While the metaverse will make digital experiences more immersive, inclusive, and accessible, the platform will raise social concerns ranging from data privacy to other forms of online harm, and these will only continue unless explicitly addressed within the foundations, according to GlobalData, a leading data and analytics company.
Rupantar Guha, Principal Analyst in the Thematic Intelligence team at GlobalData, comments: “Current safety and data privacy issues seen in current social media platforms will likely be extended or even exacerbated in the metaverse. Not only will the platform follow a similar ad-based model, but it will be more immersive, integrated even further into most aspects of users’ lives, and will be harder to regulate.”
GlobalData’s latest report, ‘Metaverse – Thematic Research’, notes that the use of augmented reality (AR), virtual reality (VR) and advertisements will be integral in the metaverse, however, these will bring data privacy concerns to the fore. Factors include the sheer magnitude of personal data that can be extracted, the involvement of a vast number of different developers and corporations, its disassociation from any national authority, and its unknown reach and potential.

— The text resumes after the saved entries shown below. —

//! Virtual delta sensors.
//!
//! All temperatures and deltas are hundredths of a degree Celsius, the unit
//! the Hue bridge reports (2150 = 21.50°C).

pub mod device;
pub mod registry;
pub mod sampler;
pub mod value;

pub use device::{DeltaDevice, persistent_id};
pub use registry::{DeltaRegistry, DiscoveryReport};
pub use sampler::DeltaSampler;
pub use value::DeltaValue;

/// Signed difference between two readings.
///
/// `a - b`, or `b - a` when `inverse` is set.
pub fn compute_delta(a: i32, b: i32, inverse: bool) -> i32 {
    if inverse {
        b.saturating_sub(a)
    } else {
        a.saturating_sub(b)
    }
}
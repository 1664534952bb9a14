//! Host accessory framework interface.
//!
//! The host owns the accessories shown to the user and caches them across
//! restarts. The delta engine only needs four things from it: the accessories
//! it restored, a way to register or re-attach one, a way to drop one, and a
//! per-device handle for exchanging the current value.

pub mod cache;

pub use cache::AccessoryCache;

use crate::error::Result;
use crate::sensors::SensorId;
use chrono::{DateTime, Utc};
use serde::{Deserialize, Serialize};
use std::sync::Arc;
use uuid::Uuid;

/// Synchronous read of a device's current value, called by the host on demand.
pub type ValueReader = Arc<dyn Fn() -> i32 + Send + Sync>;

/// Per-device handle returned by the host.
///
/// Values are hundredths of a degree Celsius.
pub trait DeviceHandle: Send + Sync {
    /// Push a changed value to the host.
    fn set_value(&self, delta: i32);

    /// Install the callback the host uses whenever it wants the current value.
    fn on_value_requested(&self, reader: ValueReader);
}

/// State the host keeps with each accessory.
#[derive(Debug, Clone, PartialEq, Serialize, Deserialize)]
pub struct AccessoryContext {
    pub sensor_a: SensorId,
    pub sensor_b: SensorId,
    #[serde(default)]
    pub inverse: bool,
    /// Last delta, hundredths of a degree Celsius
    #[serde(default)]
    pub delta: i32,
    #[serde(default)]
    pub updated_at: Option<DateTime<Utc>>,
}

#[derive(Debug, Clone, PartialEq, Serialize, Deserialize)]
pub struct AccessoryRecord {
    pub uuid: Uuid,
    pub display_name: String,
    pub context: AccessoryContext,
}

pub trait AccessoryHost: Send + Sync {
    /// Accessories the host currently knows about, including those restored
    /// from its cache at startup.
    fn cached_accessories(&self) -> Vec<AccessoryRecord>;

    /// Register a new accessory. Fails if the uuid is already registered.
    fn register_device(&self, record: AccessoryRecord) -> Result<Arc<dyn DeviceHandle>>;

    /// Re-attach a known accessory with a refreshed record.
    fn restore_device(&self, record: AccessoryRecord) -> Result<Arc<dyn DeviceHandle>>;

    fn unregister_device(&self, uuid: &Uuid) -> Result<()>;
}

Guha continues: “Metaverse developers must view moderating behaviour as a foundational aspect, since harmful actions will only increase as more consumers sign up for platforms. Failure to filter toxicity will have a detrimental impact on the company’s metaverse ambitions and reputation.”

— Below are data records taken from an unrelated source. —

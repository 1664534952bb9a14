//! REST client for the Hue bridge (API v1).

use super::{BridgeInfo, SensorGateway};
use crate::config::HueConfig;
use crate::error::{DeltaError, Result};
use crate::sensors::{SensorId, SensorKind, SensorReading};
use async_trait::async_trait;
use log::debug;
use reqwest::{Client, StatusCode};
use serde::Deserialize;
use serde_json::Value;
use std::collections::HashMap;
use std::time::Duration;

/// Default HTTPS port of the bridge.
pub const DEFAULT_PORT: u16 = 443;

/// Hue API error type for "unauthorized user".
const UNAUTHORIZED_USER: u64 = 1;

/// Hue API error type for "resource not available", e.g. an unknown sensor id.
const RESOURCE_NOT_AVAILABLE: u64 = 3;

const REQUEST_TIMEOUT: Duration = Duration::from_secs(10);

/// Sensor resource as returned by `/api/<username>/sensors[/<id>]`.
#[derive(Debug, Deserialize)]
struct WireSensor {
    #[serde(default)]
    name: String,
    #[serde(rename = "type")]
    kind: String,
    #[serde(rename = "uniqueid", default)]
    unique_id: Option<String>,
    #[serde(default)]
    state: WireState,
}

#[derive(Debug, Default, Deserialize)]
struct WireState {
    #[serde(default)]
    temperature: Option<i32>,
}

impl WireSensor {
    fn into_reading(self, id: SensorId) -> SensorReading {
        SensorReading {
            id,
            name: self.name,
            kind: SensorKind::parse(&self.kind),
            unique_id: self.unique_id,
            temperature: self.state.temperature,
        }
    }
}

/// HTTP client for one bridge and one whitelisted username.
pub struct HueClient {
    http: Client,
    base_url: String,
    username: String,
}

impl HueClient {
    /// Create a client from the `hue` section of the configuration.
    pub fn new(config: &HueConfig) -> Result<Self> {
        let http = Client::builder()
            // Bridges ship with a self-signed certificate
            .danger_accept_invalid_certs(config.accept_invalid_certs)
            .timeout(REQUEST_TIMEOUT)
            .build()?;

        Ok(Self {
            http,
            base_url: format!(
                "https://{}:{}",
                config.host,
                config.port.unwrap_or(DEFAULT_PORT)
            ),
            username: config.username.clone(),
        })
    }

    /// GET a path below `/api` and decode the body.
    ///
    /// The username is part of the path, so only the caller-supplied
    /// `label` is logged.
    async fn get_json(&self, path: &str, label: &str) -> Result<Value> {
        let url = format!("{}/api/{}", self.base_url, path);
        debug!("[Hue] GET {}", label);

        let response = self.http.get(&url).send().await?;
        if response.status() != StatusCode::OK {
            return Err(DeltaError::GatewayProtocol(format!(
                "{} returned HTTP {}",
                label,
                response.status()
            )));
        }

        let body: Value = response.json().await?;
        check_api_error(&body)?;
        Ok(body)
    }

    fn user_path(&self, resource: &str) -> String {
        format!("{}/{}", self.username, resource)
    }
}

#[async_trait]
impl SensorGateway for HueClient {
    async fn check_reachable(&self) -> Result<BridgeInfo> {
        let public = self.get_json("config", "config").await?;
        let info = parse_bridge_info(&public)?;

        let private = self
            .get_json(&self.user_path("config"), "authenticated config")
            .await?;
        check_authenticated(&private)?;

        Ok(info)
    }

    async fn fetch_all(&self) -> Result<Vec<SensorReading>> {
        let body = self.get_json(&self.user_path("sensors"), "sensors").await?;
        parse_sensor_map(body)
    }

    async fn fetch_by_id(&self, id: &SensorId) -> Result<SensorReading> {
        let body = self
            .get_json(
                &self.user_path(&format!("sensors/{}", id)),
                &format!("sensors/{}", id),
            )
            .await?;
        parse_sensor(id, body)
    }
}

/// The bridge reports failures as HTTP 200 with an error array body.
fn check_api_error(body: &Value) -> Result<()> {
    let Some(error) = body
        .as_array()
        .and_then(|entries| entries.iter().find_map(|entry| entry.get("error")))
    else {
        return Ok(());
    };

    let description = error
        .get("description")
        .and_then(Value::as_str)
        .unwrap_or("unknown error")
        .to_string();

    match error.get("type").and_then(Value::as_u64) {
        Some(UNAUTHORIZED_USER) => Err(DeltaError::GatewayUnavailable(description)),
        Some(RESOURCE_NOT_AVAILABLE) => Err(DeltaError::SensorNotFound(description)),
        Some(kind) => Err(DeltaError::GatewayProtocol(format!(
            "{} (type {})",
            description, kind
        ))),
        None => Err(DeltaError::GatewayProtocol(description)),
    }
}

fn parse_bridge_info(body: &Value) -> Result<BridgeInfo> {
    let field = |key: &str| {
        body.get(key)
            .and_then(Value::as_str)
            .map(str::to_string)
            .ok_or_else(|| DeltaError::GatewayProtocol(format!("bridge config lacks `{}`", key)))
    };

    Ok(BridgeInfo {
        name: field("name")?,
        bridge_id: field("bridgeid")?,
        api_version: field("apiversion")?,
    })
}

/// An unknown username still gets the public config back, only without
/// the whitelist.
fn check_authenticated(body: &Value) -> Result<()> {
    if body.get("whitelist").is_some() {
        Ok(())
    } else {
        Err(DeltaError::GatewayUnavailable(
            "username is not authorized on this bridge".to_string(),
        ))
    }
}

fn parse_sensor_map(body: Value) -> Result<Vec<SensorReading>> {
    let sensors: HashMap<String, WireSensor> = serde_json::from_value(body)
        .map_err(|e| DeltaError::GatewayProtocol(format!("malformed sensor list: {}", e)))?;

    let mut readings: Vec<SensorReading> = sensors
        .into_iter()
        .map(|(id, sensor)| sensor.into_reading(SensorId::new(id)))
        .collect();
    // Numeric ids sort naturally when shorter ids come first
    readings.sort_by(|a, b| {
        (a.id.as_str().len(), a.id.as_str()).cmp(&(b.id.as_str().len(), b.id.as_str()))
    });
    Ok(readings)
}

fn parse_sensor(id: &SensorId, body: Value) -> Result<SensorReading> {
    let sensor: WireSensor = serde_json::from_value(body)
        .map_err(|e| DeltaError::GatewayProtocol(format!("malformed sensor {}: {}", id, e)))?;
    Ok(sensor.into_reading(id.clone()))
}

With no standard definition yet, the metaverse means different things to different people depending on the nature of their business. This means most companies can make the metaverse be whatever they want it to be. To demonstrate the many layers and aspects of the metaverse, GlobalData’s report presents a thematic value chain, splitting metaverse components into four categories: foundation, tools, user interface, and experience.
Guha, adds: “The metaverse brings together a wide range of next-generation technologies, from artificial intelligence (AI), to blockchain, and adtech. Over the next decade, the metaverse’s growth will depend on the maturity of its underlying technologies.”
The report also highlights that the hype around the metaverse is largely focused on consumer use cases.
Guha explains: “Gaming and social media companies are at the vanguard of metaverse development, but enterprises will lead the charge in the next three years. This shift will be driven by the future of work and digital transformation initiatives across sectors, ranging from retail to healthcare and financial services. Big Tech is championing the metaverse, with Microsoft and Meta promoting it as the ideal environment to support hybrid working.”